Since she has passed away, I have heard so many good words about her. That she was full of life, warm, soft-spoken, affable, accessible, and so on. Looking back, I feel each of these descriptions matched her to a T. But I also feel there was much more to her — something which was such an integral part of her personality that it defies description. I am not really a spiritual person, yet I sometimes feel Sheila ji had a deeply spiritual demeanour, which made her universally loved, respected and revered.
Despite being a hardcore politician, the three-time chief minister of Delhi was above politics, as evident in the fond tributes to her from leaders cutting across party lines. Despite being 81, she was an ageless soul, as manifest in the love showered on her by the young and old alike. And despite being ambitious, she was completely selfless, as could be seen in the way she helped each and every one who came to her for help of any kind.

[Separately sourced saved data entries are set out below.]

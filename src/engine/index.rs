//! Per-vehicle indexed trajectories.
//!
//! Each vehicle keeps its samples in original row order, which decides entry
//! and exit within a cell, plus a permutation sorted by time so the samples
//! falling inside a time window can be found by binary search.

use crate::trajectory::TrajectoryPoint;
use std::cmp::Ordering;

/// A sample inside one vehicle's track.
#[derive(Debug, Clone, Copy, PartialEq)]
pub struct Sample {
    pub time: f64,
    pub position: f64,
}

#[derive(Debug, Clone)]
pub struct VehicleTrack {
    pub id: f64,
    /// Samples in original row order.
    samples: Vec<Sample>,
    /// Indices into `samples`, sorted by time.
    by_time: Vec<u32>,
}

impl VehicleTrack {
    fn new(id: f64, samples: Vec<Sample>) -> Self {
        let mut by_time: Vec<u32> = (0..samples.len() as u32).collect();
        by_time.sort_by(|&a, &b| samples[a as usize].time.total_cmp(&samples[b as usize].time));
        Self {
            id,
            samples,
            by_time,
        }
    }

    pub fn samples(&self) -> &[Sample] {
        &self.samples
    }

    pub fn time_span(&self) -> (f64, f64) {
        // by_time is never empty for an indexed vehicle
        let first = self.samples[self.by_time[0] as usize].time;
        let last = self.samples[self.by_time[self.by_time.len() - 1] as usize].time;
        (first, last)
    }

    /// First and last sample, in row order, with `time` in `[t0, t1]` and
    /// `position` in `[s0, s1]`, both bounds inclusive.
    pub fn entry_exit(&self, t0: f64, t1: f64, s0: f64, s1: f64) -> Option<(Sample, Sample)> {
        let lo = self
            .by_time
            .partition_point(|&i| self.samples[i as usize].time < t0);
        let hi = self
            .by_time
            .partition_point(|&i| self.samples[i as usize].time <= t1);
        if lo >= hi {
            return None;
        }

        let mut first: Option<u32> = None;
        let mut last: Option<u32> = None;
        for &i in &self.by_time[lo..hi] {
            let pos = self.samples[i as usize].position;
            if pos >= s0 && pos <= s1 {
                first = Some(first.map_or(i, |f| f.min(i)));
                last = Some(last.map_or(i, |l| l.max(i)));
            }
        }

        Some((
            self.samples[first? as usize],
            self.samples[last? as usize],
        ))
    }
}

/// All vehicles of a dataset, ordered by ascending id.
#[derive(Debug, Clone, Default)]
pub struct VehicleIndex {
    tracks: Vec<VehicleTrack>,
}

impl VehicleIndex {
    pub fn build(points: &[TrajectoryPoint]) -> Self {
        let mut keyed: Vec<(f64, usize)> = points
            .iter()
            .enumerate()
            // fold -0.0 into 0.0 so both land in one vehicle
            .map(|(i, p)| (p.vehicle_id + 0.0, i))
            .collect();
        keyed.sort_by(|a, b| match a.0.total_cmp(&b.0) {
            Ordering::Equal => points[a.1].row.cmp(&points[b.1].row),
            other => other,
        });

        let mut tracks = Vec::new();
        for group in keyed.chunk_by(|a, b| a.0 == b.0) {
            let samples = group
                .iter()
                .map(|&(_, i)| Sample {
                    time: points[i].time,
                    position: points[i].position,
                })
                .collect();
            tracks.push(VehicleTrack::new(group[0].0, samples));
        }

        Self { tracks }
    }

    pub fn len(&self) -> usize {
        self.tracks.len()
    }

    pub fn is_empty(&self) -> bool {
        self.tracks.is_empty()
    }

    pub fn tracks(&self) -> &[VehicleTrack] {
        &self.tracks
    }
}
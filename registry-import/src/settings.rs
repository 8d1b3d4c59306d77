//! Persistent import defaults.
//!
//! Stored in `~/.config/registry-import/settings.toml`:
//!
//! ```text
//! [import]
//! delimiter = ";"
//! on_invalid = "skip"
//! stable_ids = true
//! ```
//!
//! Command-line flags always win over the file, and the file over the
//! built-in defaults.

use std::io;
use std::path::{Path, PathBuf};

use serde::{Deserialize, Serialize};

use crate::ids::IdMode;
use crate::normalize::InvalidValuePolicy;
use crate::pipeline::ImportOptions;

/// Canonical path to the settings file: `~/.config/registry-import/settings.toml`.
pub fn settings_path() -> PathBuf {
    let config = dirs::config_dir().unwrap_or_else(|| PathBuf::from("."));
    config.join("registry-import").join("settings.toml")
}

/// The `[import]` table. Unset keys fall through to the defaults.
#[derive(Debug, Clone, Default, PartialEq, Eq, Serialize, Deserialize)]
pub struct ImportSettings {
    #[serde(default, skip_serializing_if = "Option::is_none")]
    pub delimiter: Option<char>,
    #[serde(default, skip_serializing_if = "Option::is_none")]
    pub on_invalid: Option<InvalidValuePolicy>,
    #[serde(default, skip_serializing_if = "Option::is_none")]
    pub stable_ids: Option<bool>,
}

/// Flag values given on the command line; `None` means not given.
#[derive(Debug, Clone, Copy, Default)]
pub struct OptionOverrides {
    pub delimiter: Option<char>,
    pub on_invalid: Option<InvalidValuePolicy>,
    /// `Some(false)` forces random ids even when the file enables stable ones.
    pub stable_ids: Option<bool>,
}

impl ImportSettings {
    /// Resolve run options: overrides, then these settings, then defaults.
    pub fn resolve(&self, overrides: OptionOverrides) -> Result<ImportOptions, String> {
        let defaults = ImportOptions::default();

        let delimiter = match overrides.delimiter.or(self.delimiter) {
            Some(c) => delimiter_byte(c)?,
            None => defaults.delimiter,
        };
        let on_invalid = overrides
            .on_invalid
            .or(self.on_invalid)
            .unwrap_or(defaults.on_invalid);
        let id_mode = if overrides.stable_ids.or(self.stable_ids).unwrap_or(false) {
            IdMode::Stable
        } else {
            defaults.id_mode
        };

        Ok(ImportOptions {
            delimiter,
            id_mode,
            on_invalid,
        })
    }
}

/// Delimiters must be a single ASCII character.
pub fn delimiter_byte(c: char) -> Result<u8, String> {
    if c.is_ascii() && c != '"' && c != '\n' && c != '\r' {
        Ok(c as u8)
    } else {
        Err(format!("unsupported delimiter {c:?} (must be one ASCII character)"))
    }
}

#[derive(Debug, Default, Deserialize)]
struct SettingsFile {
    #[serde(default)]
    import: ImportSettings,
}

/// Read the `[import]` table from `settings.toml`, if present.
pub fn load_import_settings() -> ImportSettings {
    load_import_settings_from(&settings_path())
}

/// Read the `[import]` table from a specific file.
///
/// A missing or unparseable file yields empty settings; the parse failure
/// is logged.
pub fn load_import_settings_from(path: &Path) -> ImportSettings {
    let Ok(contents) = std::fs::read_to_string(path) else {
        return ImportSettings::default();
    };
    match toml::from_str::<SettingsFile>(&contents) {
        Ok(file) => file.import,
        Err(e) => {
            log::warn!("Ignoring unreadable settings in {}: {}", path.display(), e);
            ImportSettings::default()
        }
    }
}

/// Save the `[import]` table to `settings.toml`.
pub fn save_import_settings(settings: &ImportSettings) -> io::Result<()> {
    save_import_settings_to(&settings_path(), settings)
}

/// Save the `[import]` table to a specific file.
///
/// Uses `toml::Value` for a surgical update so other tables in the file
/// are preserved. A file that does not parse is left alone and reported.
pub fn save_import_settings_to(path: &Path, settings: &ImportSettings) -> io::Result<()> {
    let mut doc: toml::Value = match std::fs::read_to_string(path) {
        Ok(contents) => contents.parse::<toml::Value>().map_err(|e| {
            io::Error::new(
                io::ErrorKind::InvalidData,
                format!("{} is not valid TOML: {e}", path.display()),
            )
        })?,
        Err(e) if e.kind() == io::ErrorKind::NotFound => toml::Value::Table(Default::default()),
        Err(e) => return Err(e),
    };

    let table = doc
        .as_table_mut()
        .ok_or_else(|| io::Error::other("settings.toml root is not a table"))?;
    let import = toml::Value::try_from(settings).map_err(io::Error::other)?;
    table.insert("import".to_string(), import);

    // Write atomically
    if let Some(parent) = path.parent() {
        std::fs::create_dir_all(parent)?;
    }
    let serialized = toml::to_string_pretty(&doc).map_err(io::Error::other)?;
    let tmp = path.with_extension("toml.tmp");
    std::fs::write(&tmp, &serialized)?;
    std::fs::rename(&tmp, path)?;

    Ok(())
}

/// Load the full settings file as a pretty-printed TOML string for display.
pub fn load_settings_string() -> Option<String> {
    let contents = std::fs::read_to_string(settings_path()).ok()?;
    let doc: toml::Value = contents.parse().ok()?;
    toml::to_string_pretty(&doc).ok()
}
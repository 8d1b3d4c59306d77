use registry_catalog::*;

#[test]
fn builtin_schemas_are_valid() {
    for entity in BuiltinEntity::all() {
        entity.schema().validate().unwrap();
    }
}

#[test]
fn owners_column_order() {
    assert_eq!(
        owners().output_columns(),
        vec!["id", "name", "country", "state", "city"]
    );
}

#[test]
fn cars_column_order() {
    assert_eq!(
        cars().output_columns(),
        vec![
            "id",
            "vin",
            "color",
            "edition_id",
            "sequence",
            "destroyed",
            "manufacture_date",
            "shipping_date",
            "shipping_location",
            "shipping_vessel",
            "sale_date",
            "sale_location",
            "sale_dealer",
            "sale_msrp",
            "current_owner_id",
        ]
    );
}

#[test]
fn car_owners_has_no_generated_id() {
    let schema = car_owners();
    assert!(!schema.generate_id);
    assert_eq!(
        schema.output_columns(),
        vec!["car_id", "owner_id", "date_start", "date_end"]
    );
}

#[test]
fn entity_names_parse_back() {
    for entity in BuiltinEntity::all() {
        assert_eq!(entity.name().parse::<BuiltinEntity>(), Ok(*entity));
    }
    assert_eq!("car_owners".parse(), Ok(BuiltinEntity::CarOwners));
    assert!("boats".parse::<BuiltinEntity>().is_err());
}
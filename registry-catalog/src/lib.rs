//! Entity schema model for the vehicle registry importer.
//!
//! This crate describes *what* gets imported: field kinds, column order, and
//! identifier requirements for each target table, plus YAML I/O for custom
//! schemas. It has no knowledge of CSV or SQL rendering; `registry-import`
//! consumes these types to drive the pipeline.

pub mod builtin;
pub mod types;
pub mod yaml;

pub use builtin::{BuiltinEntity, car_owners, cars, owners};
pub use types::*;
pub use yaml::{SchemaFileError, load_schema, to_yaml};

That is why, as I said earlier, I always found Sheila ji a wonderful study in contrasts. A woman who gave generously, without asking for anything in exchange. And a woman who, led by her vision and hard work, came a long way from being the respected “bahu ji” (as all visitors to Uma Shankar Dikshit ji’s house would fondly address her) to being the beloved “grandma” of politics.
It was her vision that looked beyond the challenges of today to shape the future of Delhi as befitting the capital of India. It was her love for the people whom she represented that transformed the city from being just an archaic legacy into a vibrant, dynamic and contemporary mosaic of progress and development. And it was her commitment to her party that made the Congress in Delhi a formidable force for many long years.
She was soft, yet so full of life, it was almost difficult to reconcile the two sides of her. But the way she herself had blended these two sides into her personality lent her a charismatic appeal.
I, for one, could never resist that appeal, which drew me to her doorstep every now and then — to seek her out for advice or simply for her scintillating company. She was knowledgeable, and could carry on a serious conversation for hours. At the same time, she was much fun to be with, and someone I could let my guard down with, freely and without worrying about the consequences.
Today, as I look back, I can see her smiling down at me, dressed immaculately, as always, in her graceful saris. I can see her distinguished look, a perfect foil to the twinkle in her eyes. I see her benign and loveable persona standing by me, ready to hold my hand if I so much as seemed to stumble.
That, Sheila ji, is the way I remember you, and will always do. I will miss you, more than I can express in words.
The writer is chief minister of Punjab and leader of the Congress.